[DATASET ENTRIES Boundary: Start]
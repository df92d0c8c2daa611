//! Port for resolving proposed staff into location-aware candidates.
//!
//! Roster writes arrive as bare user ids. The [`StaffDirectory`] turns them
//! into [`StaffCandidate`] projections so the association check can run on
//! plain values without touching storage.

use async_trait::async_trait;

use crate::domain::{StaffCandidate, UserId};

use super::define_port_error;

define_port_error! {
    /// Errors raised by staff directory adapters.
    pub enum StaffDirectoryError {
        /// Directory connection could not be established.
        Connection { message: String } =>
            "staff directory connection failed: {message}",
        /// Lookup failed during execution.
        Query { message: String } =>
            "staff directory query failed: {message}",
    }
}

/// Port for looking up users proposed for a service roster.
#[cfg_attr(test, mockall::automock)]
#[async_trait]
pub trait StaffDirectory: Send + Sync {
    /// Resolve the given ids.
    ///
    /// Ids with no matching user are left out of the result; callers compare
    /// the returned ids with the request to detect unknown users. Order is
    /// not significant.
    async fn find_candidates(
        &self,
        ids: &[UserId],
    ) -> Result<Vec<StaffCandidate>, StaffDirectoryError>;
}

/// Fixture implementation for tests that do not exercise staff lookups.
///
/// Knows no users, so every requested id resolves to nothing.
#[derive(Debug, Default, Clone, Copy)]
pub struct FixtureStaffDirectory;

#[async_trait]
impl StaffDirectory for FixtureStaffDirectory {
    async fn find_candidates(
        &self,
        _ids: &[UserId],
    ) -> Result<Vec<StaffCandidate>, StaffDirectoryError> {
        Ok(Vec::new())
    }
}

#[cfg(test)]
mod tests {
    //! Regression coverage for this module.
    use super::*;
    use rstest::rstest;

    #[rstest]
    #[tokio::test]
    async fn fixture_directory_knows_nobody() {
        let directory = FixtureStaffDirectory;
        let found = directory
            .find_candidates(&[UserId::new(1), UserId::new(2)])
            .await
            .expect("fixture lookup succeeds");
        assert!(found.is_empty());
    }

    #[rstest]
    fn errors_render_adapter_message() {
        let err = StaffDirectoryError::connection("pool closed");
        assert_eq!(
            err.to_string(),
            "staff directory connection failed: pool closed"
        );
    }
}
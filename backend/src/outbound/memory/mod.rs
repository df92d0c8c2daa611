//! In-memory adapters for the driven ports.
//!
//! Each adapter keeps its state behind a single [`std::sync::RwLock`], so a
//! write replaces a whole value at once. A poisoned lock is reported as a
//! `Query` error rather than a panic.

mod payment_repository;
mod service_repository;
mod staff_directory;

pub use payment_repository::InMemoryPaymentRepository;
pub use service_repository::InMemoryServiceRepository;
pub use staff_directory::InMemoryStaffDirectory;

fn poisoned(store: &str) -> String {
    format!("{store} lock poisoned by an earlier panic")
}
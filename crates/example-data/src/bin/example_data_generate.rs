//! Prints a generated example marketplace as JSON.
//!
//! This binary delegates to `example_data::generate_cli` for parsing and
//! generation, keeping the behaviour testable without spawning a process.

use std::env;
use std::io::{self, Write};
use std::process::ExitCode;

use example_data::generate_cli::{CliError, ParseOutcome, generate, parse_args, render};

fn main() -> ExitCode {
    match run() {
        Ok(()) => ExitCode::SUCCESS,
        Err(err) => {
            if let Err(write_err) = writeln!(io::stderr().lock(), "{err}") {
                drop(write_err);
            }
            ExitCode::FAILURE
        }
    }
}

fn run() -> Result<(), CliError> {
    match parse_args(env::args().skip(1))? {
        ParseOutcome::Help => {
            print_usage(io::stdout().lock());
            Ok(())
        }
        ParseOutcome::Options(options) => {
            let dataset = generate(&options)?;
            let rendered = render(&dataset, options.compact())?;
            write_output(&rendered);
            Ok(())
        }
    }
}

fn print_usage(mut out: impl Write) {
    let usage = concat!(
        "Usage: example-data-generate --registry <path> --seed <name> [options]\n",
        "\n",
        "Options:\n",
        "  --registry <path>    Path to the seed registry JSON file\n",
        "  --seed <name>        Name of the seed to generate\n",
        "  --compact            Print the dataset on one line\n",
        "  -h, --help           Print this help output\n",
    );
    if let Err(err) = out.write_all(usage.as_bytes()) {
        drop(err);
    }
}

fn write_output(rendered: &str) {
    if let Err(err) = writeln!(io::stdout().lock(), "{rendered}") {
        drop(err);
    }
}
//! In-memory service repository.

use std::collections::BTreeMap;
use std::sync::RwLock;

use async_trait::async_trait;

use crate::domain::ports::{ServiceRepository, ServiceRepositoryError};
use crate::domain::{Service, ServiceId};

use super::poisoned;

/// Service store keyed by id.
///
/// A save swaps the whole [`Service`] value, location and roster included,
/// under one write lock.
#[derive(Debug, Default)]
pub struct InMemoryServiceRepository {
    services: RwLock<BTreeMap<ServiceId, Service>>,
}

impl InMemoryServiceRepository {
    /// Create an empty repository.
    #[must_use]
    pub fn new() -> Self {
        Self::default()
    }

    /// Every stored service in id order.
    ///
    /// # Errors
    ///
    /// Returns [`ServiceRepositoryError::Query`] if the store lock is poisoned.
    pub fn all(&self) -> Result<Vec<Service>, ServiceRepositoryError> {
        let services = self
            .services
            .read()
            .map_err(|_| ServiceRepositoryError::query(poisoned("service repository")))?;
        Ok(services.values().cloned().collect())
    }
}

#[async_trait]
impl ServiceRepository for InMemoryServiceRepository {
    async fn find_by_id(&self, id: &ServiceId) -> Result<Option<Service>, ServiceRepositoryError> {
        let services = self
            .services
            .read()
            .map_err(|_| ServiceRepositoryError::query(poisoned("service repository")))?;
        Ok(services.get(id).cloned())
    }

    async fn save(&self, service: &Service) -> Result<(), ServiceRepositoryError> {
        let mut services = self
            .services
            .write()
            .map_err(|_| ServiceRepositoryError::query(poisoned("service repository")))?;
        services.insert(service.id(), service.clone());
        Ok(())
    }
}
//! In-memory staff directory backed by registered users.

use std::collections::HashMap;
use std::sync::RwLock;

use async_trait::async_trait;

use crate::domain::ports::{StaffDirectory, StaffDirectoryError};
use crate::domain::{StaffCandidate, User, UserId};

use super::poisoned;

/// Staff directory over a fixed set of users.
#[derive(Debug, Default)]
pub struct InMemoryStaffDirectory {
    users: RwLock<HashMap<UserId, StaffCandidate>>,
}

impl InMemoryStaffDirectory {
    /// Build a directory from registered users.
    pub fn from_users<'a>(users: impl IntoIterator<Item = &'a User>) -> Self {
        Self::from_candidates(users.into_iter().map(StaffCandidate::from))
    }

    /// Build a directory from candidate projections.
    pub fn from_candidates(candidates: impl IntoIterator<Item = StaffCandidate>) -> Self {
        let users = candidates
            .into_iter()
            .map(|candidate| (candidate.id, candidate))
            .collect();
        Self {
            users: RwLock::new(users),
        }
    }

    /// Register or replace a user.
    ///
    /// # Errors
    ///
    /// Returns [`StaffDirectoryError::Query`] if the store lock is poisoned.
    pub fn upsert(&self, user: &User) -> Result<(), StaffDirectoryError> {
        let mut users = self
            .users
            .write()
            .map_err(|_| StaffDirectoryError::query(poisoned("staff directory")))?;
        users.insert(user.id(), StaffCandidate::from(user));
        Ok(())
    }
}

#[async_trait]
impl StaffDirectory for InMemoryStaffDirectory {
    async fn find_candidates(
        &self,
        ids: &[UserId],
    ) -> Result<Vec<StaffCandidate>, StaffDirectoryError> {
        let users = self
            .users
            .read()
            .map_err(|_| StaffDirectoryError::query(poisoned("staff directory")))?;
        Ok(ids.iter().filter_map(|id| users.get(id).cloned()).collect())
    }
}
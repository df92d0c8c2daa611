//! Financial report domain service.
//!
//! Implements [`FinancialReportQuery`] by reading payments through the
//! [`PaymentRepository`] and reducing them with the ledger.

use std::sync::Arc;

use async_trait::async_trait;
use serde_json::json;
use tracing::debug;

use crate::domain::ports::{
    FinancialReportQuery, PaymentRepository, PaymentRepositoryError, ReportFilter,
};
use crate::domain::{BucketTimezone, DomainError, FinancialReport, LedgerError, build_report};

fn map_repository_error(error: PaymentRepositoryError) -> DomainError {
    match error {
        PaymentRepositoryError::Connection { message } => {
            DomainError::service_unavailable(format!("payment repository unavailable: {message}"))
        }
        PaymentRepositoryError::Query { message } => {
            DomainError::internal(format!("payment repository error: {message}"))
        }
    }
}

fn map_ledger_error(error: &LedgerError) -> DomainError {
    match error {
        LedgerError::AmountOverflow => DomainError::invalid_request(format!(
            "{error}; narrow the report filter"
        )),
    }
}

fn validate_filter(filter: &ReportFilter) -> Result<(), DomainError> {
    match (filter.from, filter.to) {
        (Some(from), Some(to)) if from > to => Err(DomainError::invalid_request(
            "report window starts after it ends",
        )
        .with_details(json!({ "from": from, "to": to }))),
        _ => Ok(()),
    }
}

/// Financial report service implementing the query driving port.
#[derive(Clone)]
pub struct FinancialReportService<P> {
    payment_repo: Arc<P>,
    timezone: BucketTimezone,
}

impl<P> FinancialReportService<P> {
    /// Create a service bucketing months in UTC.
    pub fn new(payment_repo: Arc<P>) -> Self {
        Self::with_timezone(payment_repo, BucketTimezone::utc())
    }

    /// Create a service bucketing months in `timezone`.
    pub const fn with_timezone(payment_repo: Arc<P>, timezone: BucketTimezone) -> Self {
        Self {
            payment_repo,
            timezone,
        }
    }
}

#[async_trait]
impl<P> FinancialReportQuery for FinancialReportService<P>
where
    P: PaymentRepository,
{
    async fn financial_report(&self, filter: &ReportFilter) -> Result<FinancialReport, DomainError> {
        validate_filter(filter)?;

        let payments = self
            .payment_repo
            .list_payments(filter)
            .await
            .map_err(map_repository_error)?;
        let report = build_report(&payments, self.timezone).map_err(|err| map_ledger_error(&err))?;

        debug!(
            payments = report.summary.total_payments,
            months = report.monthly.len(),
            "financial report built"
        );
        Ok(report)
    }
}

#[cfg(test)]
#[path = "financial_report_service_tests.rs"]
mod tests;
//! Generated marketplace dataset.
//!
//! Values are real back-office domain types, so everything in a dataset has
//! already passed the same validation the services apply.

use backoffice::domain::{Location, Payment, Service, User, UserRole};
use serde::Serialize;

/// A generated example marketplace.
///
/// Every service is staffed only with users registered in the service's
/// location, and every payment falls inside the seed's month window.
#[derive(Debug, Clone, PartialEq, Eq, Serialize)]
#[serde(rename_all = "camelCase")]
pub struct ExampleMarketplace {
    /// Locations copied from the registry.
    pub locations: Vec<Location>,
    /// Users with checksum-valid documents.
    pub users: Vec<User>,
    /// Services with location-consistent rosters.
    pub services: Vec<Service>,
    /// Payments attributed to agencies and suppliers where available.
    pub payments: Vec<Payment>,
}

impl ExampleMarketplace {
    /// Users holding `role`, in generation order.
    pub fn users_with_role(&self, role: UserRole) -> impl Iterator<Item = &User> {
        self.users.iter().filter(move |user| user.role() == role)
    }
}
[DATASET ENTRIES Boundary: End]
- EXERCISE
Each line of the records above that contains the word "pool" should be counted; give the resulting number without further words.

- WRITTEN SOLUTION
2